### Task requirements:
In the material below, find the line that contains "filename crates/inventory/src/error.rs" and the line that contains "pub trait TrainableModel", then write out exactly those two lines and everything between them.

### Input:
=== Begin Enclosure ===

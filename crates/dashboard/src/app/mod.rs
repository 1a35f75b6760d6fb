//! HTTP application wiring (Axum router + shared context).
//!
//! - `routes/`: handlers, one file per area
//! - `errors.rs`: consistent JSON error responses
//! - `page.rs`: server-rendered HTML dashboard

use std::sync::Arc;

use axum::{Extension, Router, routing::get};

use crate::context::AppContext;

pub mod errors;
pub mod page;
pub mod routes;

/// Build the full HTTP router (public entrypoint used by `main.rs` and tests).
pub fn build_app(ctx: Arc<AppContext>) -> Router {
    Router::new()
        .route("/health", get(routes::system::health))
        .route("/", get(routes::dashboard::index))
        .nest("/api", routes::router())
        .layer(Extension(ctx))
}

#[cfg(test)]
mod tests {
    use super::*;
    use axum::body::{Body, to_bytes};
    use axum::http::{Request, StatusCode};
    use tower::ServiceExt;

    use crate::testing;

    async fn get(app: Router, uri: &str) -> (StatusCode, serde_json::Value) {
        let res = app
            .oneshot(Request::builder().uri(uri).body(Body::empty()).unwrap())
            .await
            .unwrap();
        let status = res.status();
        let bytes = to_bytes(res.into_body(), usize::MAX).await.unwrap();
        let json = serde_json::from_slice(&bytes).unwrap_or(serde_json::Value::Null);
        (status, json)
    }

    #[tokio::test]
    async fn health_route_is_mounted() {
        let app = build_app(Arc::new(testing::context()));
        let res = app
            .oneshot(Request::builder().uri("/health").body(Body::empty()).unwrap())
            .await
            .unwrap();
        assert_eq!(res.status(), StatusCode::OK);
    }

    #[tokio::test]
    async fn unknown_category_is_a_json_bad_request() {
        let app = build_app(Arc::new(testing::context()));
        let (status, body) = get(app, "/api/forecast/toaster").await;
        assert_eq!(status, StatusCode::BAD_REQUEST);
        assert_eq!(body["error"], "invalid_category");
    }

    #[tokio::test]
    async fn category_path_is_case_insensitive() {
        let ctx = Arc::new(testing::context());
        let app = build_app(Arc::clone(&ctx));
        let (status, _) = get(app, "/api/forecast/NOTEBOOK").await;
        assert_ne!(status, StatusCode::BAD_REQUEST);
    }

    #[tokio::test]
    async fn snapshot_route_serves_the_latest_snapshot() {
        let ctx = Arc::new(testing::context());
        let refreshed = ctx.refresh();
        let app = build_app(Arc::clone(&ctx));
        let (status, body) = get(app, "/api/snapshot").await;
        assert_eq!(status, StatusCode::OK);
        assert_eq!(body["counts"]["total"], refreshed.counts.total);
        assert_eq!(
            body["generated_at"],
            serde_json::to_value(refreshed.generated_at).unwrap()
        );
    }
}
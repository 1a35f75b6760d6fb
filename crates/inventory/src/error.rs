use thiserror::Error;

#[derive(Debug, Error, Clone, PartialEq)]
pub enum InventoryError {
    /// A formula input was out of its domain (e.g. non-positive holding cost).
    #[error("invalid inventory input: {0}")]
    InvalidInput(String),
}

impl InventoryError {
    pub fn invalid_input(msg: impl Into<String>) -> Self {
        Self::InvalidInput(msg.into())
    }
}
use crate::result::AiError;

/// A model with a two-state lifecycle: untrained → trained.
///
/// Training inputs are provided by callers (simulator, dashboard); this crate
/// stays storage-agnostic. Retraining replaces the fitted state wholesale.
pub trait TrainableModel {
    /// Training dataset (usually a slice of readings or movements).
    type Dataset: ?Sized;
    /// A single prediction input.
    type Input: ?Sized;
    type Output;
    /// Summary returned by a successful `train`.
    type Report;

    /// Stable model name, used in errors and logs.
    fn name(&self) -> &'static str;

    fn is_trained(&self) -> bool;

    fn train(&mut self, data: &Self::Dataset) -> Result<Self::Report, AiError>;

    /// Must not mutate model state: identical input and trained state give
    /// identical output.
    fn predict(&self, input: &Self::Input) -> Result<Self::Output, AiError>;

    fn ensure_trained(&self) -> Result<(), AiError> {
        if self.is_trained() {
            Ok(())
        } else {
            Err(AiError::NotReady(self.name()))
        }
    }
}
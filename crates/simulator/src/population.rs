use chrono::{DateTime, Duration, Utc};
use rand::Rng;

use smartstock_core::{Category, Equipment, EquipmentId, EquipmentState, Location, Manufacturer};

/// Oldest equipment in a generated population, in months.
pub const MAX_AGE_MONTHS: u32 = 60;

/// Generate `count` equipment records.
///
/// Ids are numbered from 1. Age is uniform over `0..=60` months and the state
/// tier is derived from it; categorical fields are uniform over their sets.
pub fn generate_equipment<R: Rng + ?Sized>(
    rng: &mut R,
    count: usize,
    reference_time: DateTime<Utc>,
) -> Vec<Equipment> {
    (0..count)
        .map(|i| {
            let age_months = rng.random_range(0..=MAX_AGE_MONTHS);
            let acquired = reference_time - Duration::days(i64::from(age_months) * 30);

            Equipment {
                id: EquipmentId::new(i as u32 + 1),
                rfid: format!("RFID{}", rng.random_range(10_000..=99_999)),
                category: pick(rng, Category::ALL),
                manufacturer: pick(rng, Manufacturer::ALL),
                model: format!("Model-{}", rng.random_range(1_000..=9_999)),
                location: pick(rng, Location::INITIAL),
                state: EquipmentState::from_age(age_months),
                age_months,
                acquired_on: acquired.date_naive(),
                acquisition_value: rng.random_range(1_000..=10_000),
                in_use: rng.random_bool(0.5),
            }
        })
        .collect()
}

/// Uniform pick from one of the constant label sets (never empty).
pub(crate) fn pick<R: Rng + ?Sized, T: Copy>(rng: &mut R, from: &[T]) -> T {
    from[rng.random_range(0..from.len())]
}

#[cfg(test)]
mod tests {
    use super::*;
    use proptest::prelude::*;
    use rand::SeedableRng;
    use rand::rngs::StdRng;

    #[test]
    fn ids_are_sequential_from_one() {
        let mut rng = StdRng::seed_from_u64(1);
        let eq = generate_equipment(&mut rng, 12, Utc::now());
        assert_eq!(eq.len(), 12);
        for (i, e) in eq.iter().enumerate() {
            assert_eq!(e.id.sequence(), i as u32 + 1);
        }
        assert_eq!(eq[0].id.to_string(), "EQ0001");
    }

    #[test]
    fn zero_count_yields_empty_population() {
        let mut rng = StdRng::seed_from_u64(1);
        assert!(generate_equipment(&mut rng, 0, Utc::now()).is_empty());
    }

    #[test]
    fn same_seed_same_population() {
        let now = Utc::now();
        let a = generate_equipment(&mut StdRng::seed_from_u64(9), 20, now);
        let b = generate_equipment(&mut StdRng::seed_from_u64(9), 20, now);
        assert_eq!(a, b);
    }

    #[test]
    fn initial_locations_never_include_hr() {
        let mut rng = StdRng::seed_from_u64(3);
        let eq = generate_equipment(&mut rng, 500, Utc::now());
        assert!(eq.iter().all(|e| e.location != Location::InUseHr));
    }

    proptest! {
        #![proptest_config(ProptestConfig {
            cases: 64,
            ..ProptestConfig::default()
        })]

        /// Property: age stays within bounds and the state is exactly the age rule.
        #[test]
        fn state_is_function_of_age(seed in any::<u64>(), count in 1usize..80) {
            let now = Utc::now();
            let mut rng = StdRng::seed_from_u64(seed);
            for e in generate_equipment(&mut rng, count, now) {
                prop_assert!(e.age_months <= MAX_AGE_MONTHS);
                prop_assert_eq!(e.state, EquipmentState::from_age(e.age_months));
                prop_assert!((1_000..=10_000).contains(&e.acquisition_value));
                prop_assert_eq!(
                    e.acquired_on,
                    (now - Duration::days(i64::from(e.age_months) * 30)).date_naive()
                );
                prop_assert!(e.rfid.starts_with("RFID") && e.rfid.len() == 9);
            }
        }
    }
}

=== End Enclosure ===

### Completed task:
filename crates/inventory/src/error.rs
use thiserror::Error;

#[derive(Debug, Error, Clone, PartialEq)]
pub enum InventoryError {
    /// A formula input was out of its domain (e.g. non-positive holding cost).
    #[error("invalid inventory input: {0}")]
    InvalidInput(String),
}

impl InventoryError {
    pub fn invalid_input(msg: impl Into<String>) -> Self {
        Self::InvalidInput(msg.into())
    }
}
use crate::result::AiError;

/// A model with a two-state lifecycle: untrained → trained.
///
/// Training inputs are provided by callers (simulator, dashboard); this crate
/// stays storage-agnostic. Retraining replaces the fitted state wholesale.
pub trait TrainableModel {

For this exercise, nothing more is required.